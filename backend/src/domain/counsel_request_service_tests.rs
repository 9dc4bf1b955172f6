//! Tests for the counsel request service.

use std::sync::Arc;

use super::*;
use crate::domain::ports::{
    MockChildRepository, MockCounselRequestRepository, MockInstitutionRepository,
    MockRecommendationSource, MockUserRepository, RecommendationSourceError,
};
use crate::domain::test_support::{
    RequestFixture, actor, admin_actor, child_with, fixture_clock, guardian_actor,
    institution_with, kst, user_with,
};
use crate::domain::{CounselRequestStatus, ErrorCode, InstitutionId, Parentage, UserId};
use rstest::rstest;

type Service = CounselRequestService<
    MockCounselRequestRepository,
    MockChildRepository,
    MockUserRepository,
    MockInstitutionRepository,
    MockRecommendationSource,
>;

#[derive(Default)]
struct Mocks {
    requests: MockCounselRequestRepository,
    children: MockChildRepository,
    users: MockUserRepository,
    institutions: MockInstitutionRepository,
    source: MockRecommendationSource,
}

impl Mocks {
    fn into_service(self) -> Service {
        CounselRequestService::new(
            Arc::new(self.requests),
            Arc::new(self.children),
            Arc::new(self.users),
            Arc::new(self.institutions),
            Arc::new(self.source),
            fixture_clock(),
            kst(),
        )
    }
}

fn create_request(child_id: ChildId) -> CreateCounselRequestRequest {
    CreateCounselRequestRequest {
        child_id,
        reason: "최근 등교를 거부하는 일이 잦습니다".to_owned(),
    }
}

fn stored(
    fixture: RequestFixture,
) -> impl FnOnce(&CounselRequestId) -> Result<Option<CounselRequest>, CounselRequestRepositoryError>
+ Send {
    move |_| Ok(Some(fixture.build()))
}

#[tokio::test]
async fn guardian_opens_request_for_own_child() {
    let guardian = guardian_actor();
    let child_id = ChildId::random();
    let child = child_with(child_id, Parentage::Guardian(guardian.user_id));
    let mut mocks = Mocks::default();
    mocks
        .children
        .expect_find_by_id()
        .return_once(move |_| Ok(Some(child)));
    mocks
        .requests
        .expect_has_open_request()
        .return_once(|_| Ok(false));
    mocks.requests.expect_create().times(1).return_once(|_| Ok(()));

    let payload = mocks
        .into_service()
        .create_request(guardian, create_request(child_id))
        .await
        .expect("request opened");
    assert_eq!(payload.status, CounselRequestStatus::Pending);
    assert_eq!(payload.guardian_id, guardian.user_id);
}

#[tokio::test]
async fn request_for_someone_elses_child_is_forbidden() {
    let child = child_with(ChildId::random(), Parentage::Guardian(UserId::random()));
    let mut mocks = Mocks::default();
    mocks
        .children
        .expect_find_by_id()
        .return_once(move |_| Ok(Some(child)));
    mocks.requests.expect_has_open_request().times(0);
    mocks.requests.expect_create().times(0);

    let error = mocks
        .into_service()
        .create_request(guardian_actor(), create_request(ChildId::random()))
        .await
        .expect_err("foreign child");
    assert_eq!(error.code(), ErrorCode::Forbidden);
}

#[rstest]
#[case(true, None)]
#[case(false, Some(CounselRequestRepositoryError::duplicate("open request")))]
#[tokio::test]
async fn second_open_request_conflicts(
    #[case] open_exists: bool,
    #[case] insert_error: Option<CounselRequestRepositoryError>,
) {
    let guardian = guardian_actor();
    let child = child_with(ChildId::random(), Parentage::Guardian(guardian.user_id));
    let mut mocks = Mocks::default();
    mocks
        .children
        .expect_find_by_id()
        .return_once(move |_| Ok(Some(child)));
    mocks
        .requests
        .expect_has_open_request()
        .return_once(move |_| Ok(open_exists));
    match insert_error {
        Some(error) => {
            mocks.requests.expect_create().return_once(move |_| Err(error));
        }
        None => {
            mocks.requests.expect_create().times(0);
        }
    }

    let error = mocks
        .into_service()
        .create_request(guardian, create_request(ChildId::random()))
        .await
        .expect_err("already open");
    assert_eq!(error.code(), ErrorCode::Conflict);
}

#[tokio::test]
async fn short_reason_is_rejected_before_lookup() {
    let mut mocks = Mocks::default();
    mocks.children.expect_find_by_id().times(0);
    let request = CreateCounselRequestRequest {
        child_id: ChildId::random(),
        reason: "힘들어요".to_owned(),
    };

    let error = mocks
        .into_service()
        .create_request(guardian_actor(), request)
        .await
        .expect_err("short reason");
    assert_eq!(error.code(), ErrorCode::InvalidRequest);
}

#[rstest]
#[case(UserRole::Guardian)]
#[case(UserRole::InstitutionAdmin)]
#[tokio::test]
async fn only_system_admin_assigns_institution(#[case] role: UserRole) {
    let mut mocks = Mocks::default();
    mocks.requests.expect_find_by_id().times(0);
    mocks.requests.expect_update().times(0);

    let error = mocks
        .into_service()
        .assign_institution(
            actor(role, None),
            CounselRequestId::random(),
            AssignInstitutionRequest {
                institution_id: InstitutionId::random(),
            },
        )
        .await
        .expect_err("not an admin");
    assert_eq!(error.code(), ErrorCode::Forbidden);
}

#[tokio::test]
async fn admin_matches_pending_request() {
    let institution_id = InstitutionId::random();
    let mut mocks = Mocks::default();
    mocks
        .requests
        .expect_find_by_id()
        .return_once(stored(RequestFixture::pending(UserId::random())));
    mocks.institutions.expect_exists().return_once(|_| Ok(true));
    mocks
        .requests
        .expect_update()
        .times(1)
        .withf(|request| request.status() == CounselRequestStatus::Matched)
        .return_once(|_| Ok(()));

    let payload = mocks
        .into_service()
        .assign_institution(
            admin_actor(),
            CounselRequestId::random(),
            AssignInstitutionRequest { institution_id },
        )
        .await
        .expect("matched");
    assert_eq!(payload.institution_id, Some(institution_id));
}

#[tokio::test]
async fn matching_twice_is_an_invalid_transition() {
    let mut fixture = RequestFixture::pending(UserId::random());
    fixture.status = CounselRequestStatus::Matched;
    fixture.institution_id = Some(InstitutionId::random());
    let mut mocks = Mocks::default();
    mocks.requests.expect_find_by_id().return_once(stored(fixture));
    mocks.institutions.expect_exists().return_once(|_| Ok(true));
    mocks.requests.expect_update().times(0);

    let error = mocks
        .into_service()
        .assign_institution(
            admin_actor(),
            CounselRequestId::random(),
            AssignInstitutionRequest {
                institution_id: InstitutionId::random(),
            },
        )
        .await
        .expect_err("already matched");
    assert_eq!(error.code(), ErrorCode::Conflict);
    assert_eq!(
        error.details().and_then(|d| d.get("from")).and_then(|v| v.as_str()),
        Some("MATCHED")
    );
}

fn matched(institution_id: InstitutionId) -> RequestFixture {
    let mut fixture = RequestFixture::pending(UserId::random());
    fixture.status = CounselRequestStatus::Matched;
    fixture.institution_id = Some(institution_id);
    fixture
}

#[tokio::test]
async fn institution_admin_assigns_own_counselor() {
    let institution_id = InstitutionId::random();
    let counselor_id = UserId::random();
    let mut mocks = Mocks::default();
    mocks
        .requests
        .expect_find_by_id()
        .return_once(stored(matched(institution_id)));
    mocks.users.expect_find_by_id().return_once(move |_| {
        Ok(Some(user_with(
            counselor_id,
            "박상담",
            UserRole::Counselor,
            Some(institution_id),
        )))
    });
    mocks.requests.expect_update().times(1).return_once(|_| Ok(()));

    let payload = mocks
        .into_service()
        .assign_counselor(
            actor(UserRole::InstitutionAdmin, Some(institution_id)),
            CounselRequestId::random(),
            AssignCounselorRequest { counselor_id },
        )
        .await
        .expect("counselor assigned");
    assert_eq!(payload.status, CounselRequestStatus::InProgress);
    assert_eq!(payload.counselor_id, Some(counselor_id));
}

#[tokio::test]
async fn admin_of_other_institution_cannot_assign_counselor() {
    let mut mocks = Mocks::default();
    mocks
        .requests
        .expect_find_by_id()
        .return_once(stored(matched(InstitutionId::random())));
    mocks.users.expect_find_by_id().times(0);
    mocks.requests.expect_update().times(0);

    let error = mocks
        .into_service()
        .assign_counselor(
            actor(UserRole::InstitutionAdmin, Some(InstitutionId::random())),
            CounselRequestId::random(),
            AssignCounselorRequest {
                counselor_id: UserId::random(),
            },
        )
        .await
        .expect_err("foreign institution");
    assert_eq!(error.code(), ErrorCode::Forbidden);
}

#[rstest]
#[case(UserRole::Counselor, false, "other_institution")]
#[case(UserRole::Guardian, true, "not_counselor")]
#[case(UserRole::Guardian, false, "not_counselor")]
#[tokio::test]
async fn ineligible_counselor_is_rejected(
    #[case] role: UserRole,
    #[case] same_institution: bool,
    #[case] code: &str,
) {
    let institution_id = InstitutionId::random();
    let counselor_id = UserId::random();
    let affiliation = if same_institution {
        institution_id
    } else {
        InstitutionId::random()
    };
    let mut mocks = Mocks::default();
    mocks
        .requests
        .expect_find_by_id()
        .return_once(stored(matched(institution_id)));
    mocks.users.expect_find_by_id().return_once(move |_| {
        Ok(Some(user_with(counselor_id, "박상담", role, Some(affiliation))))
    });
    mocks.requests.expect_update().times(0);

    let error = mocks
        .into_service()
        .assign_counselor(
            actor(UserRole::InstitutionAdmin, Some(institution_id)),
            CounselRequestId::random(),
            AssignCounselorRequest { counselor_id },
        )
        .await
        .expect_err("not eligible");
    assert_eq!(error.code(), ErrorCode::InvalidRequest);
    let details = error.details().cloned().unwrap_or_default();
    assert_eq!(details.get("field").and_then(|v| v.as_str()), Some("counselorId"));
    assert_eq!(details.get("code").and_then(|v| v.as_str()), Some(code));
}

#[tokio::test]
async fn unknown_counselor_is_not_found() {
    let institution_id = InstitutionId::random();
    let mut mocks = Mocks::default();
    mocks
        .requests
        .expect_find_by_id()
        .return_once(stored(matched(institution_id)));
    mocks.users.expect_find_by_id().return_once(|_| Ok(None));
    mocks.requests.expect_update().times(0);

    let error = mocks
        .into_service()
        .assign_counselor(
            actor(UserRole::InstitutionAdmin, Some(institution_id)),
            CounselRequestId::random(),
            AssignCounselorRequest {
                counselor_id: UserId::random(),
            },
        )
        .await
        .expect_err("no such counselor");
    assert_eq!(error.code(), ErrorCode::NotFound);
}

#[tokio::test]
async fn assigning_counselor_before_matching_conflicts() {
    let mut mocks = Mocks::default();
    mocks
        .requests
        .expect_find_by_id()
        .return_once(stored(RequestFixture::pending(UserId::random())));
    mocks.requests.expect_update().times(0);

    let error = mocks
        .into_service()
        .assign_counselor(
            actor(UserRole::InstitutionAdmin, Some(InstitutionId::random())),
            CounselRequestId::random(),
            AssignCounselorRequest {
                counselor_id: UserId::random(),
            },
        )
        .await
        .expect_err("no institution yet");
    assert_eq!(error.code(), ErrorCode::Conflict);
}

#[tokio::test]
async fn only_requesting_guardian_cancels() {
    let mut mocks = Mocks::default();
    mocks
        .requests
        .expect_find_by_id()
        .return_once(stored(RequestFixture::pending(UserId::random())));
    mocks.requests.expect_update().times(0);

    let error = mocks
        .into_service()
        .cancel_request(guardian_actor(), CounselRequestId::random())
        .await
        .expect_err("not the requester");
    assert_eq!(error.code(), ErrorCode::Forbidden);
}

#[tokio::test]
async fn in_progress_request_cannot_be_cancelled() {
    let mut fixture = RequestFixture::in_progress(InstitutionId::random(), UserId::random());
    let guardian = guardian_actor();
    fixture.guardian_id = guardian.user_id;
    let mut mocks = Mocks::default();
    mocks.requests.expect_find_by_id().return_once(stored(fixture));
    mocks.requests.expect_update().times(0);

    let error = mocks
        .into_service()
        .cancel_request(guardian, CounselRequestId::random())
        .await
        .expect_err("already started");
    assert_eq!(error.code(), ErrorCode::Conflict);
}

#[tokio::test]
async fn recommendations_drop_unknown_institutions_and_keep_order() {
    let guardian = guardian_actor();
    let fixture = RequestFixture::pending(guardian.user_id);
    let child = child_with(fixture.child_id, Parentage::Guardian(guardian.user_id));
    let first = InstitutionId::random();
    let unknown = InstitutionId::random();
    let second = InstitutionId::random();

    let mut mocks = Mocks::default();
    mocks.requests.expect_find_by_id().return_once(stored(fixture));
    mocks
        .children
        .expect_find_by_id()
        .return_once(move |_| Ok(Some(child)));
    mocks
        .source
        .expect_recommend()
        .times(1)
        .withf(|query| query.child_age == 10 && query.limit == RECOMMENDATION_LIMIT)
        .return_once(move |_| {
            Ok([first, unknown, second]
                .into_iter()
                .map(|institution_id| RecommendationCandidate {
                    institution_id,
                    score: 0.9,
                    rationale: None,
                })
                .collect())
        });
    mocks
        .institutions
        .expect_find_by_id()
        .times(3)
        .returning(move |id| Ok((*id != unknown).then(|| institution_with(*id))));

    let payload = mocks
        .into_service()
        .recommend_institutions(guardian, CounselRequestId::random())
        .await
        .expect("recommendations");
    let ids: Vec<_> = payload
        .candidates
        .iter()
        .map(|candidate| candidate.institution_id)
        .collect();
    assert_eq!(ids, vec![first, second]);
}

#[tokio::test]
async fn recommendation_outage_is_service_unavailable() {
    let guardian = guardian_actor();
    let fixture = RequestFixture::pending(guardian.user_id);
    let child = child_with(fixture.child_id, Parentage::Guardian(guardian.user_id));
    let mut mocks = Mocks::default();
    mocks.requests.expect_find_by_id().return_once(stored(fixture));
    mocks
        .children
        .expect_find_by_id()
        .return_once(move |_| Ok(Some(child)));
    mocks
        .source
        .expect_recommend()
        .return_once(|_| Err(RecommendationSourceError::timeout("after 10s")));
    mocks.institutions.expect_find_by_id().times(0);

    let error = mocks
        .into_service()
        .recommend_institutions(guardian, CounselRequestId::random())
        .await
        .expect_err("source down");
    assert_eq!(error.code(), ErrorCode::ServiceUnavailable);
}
* * * * *
**TASK**
Copy from the entries only those lines that hold the word "CounselRequestService".

**WRITTEN REPLY**
type Service = CounselRequestService<
        CounselRequestService::new(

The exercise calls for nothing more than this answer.